Given data Block Start

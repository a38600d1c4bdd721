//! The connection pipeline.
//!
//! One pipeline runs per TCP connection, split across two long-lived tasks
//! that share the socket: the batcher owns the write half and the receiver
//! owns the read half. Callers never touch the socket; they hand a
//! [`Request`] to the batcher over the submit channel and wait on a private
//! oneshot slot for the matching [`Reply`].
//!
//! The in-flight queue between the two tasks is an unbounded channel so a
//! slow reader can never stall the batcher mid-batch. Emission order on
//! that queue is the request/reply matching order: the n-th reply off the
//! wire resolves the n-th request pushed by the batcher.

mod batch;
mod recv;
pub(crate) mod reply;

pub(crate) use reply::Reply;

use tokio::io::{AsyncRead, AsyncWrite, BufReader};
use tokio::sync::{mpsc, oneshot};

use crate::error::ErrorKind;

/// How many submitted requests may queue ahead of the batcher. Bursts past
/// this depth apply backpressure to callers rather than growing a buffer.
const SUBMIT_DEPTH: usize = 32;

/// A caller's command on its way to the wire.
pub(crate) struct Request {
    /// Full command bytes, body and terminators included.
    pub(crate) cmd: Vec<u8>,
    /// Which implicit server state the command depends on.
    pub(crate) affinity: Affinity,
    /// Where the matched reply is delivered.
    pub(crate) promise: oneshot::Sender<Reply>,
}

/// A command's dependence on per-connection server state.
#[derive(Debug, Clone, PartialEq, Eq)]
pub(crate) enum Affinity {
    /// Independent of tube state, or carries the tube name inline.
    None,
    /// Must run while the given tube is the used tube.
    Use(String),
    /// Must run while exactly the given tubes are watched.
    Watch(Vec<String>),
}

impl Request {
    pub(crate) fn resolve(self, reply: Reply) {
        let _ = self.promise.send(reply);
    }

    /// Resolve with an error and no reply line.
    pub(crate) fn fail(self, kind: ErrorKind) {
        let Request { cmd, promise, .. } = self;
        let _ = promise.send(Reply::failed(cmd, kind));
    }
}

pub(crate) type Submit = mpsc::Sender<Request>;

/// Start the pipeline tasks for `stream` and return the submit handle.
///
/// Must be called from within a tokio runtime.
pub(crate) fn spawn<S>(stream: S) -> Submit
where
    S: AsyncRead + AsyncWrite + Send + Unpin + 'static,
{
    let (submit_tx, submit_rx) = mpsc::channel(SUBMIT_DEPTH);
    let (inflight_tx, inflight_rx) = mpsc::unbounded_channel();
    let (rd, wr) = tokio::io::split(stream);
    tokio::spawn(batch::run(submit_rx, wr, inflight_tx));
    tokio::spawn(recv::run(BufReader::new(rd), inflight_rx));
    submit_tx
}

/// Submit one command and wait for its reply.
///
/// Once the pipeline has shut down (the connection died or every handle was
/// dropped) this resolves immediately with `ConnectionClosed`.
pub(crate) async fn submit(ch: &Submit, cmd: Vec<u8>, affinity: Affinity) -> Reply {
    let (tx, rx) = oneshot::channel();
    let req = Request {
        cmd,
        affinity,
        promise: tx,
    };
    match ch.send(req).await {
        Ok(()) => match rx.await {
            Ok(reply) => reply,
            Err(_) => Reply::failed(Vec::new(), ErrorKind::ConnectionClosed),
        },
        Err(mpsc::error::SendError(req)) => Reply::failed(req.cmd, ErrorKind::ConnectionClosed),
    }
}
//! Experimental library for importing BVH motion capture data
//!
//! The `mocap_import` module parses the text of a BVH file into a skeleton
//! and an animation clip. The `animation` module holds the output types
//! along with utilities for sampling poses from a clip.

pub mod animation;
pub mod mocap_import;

Given data Block End
Given data Block Start

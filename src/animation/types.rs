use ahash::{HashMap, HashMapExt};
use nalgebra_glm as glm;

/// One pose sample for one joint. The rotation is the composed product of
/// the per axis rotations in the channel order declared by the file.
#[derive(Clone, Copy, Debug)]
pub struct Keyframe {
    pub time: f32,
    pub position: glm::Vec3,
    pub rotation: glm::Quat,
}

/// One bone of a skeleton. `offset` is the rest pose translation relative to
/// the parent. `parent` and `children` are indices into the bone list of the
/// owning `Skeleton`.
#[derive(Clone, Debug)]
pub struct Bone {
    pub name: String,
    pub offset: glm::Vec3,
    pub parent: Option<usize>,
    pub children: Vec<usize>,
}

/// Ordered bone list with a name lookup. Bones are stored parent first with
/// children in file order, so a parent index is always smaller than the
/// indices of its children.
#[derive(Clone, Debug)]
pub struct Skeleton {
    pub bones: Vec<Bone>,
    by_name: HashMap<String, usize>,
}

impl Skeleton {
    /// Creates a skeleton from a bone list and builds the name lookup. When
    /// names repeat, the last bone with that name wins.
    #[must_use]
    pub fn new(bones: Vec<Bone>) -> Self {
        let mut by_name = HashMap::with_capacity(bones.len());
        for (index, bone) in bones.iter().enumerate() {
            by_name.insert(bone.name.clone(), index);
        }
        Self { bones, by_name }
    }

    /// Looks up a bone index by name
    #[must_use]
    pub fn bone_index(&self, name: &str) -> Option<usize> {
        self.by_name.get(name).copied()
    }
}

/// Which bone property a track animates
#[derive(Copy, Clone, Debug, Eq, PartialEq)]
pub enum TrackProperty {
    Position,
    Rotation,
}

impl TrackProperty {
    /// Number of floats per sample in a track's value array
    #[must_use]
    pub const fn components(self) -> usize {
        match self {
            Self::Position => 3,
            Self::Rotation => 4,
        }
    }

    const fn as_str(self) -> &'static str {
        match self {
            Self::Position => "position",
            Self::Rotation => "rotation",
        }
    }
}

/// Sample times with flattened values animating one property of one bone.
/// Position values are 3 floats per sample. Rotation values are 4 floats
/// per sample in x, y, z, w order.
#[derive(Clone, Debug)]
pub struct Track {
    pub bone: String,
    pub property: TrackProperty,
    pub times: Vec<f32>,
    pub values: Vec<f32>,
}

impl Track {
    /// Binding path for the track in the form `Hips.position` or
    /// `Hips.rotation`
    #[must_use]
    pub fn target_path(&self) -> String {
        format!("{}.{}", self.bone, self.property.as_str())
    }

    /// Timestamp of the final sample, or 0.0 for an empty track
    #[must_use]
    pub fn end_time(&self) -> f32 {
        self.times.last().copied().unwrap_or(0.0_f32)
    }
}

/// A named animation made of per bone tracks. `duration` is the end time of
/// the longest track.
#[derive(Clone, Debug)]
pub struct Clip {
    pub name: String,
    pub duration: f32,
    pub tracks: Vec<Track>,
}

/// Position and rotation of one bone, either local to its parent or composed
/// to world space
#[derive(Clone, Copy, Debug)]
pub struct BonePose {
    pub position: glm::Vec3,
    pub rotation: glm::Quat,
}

Given data Block End
Given data Block Start

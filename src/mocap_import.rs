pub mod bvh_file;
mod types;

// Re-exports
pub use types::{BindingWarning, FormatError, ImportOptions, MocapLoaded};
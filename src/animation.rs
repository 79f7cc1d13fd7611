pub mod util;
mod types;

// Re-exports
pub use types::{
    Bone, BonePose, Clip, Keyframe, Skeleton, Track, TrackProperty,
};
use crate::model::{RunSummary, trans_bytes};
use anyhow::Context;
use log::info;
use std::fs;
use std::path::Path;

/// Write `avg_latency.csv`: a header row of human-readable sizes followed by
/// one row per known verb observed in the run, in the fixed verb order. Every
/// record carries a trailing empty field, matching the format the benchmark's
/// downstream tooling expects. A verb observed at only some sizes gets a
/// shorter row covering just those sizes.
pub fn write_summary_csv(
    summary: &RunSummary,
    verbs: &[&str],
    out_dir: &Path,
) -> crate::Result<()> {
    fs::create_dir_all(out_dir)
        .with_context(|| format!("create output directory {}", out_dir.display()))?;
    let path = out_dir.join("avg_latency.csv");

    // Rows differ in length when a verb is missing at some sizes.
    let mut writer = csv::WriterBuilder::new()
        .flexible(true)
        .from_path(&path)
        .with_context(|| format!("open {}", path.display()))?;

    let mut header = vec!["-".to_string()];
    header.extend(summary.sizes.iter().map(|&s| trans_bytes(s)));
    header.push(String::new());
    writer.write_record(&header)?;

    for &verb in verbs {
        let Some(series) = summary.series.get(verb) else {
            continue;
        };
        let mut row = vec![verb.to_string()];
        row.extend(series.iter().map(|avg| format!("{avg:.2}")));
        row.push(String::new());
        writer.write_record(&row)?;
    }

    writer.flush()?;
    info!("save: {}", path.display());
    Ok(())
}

Given data Block End

Report each line in the data above that holds the word "promise" by copying it.

* Written response
    pub(crate) promise: oneshot::Sender<Reply>,
        let _ = self.promise.send(reply);
        let Request { cmd, promise, .. } = self;
        let _ = promise.send(Reply::failed(cmd, kind));
        promise: tx,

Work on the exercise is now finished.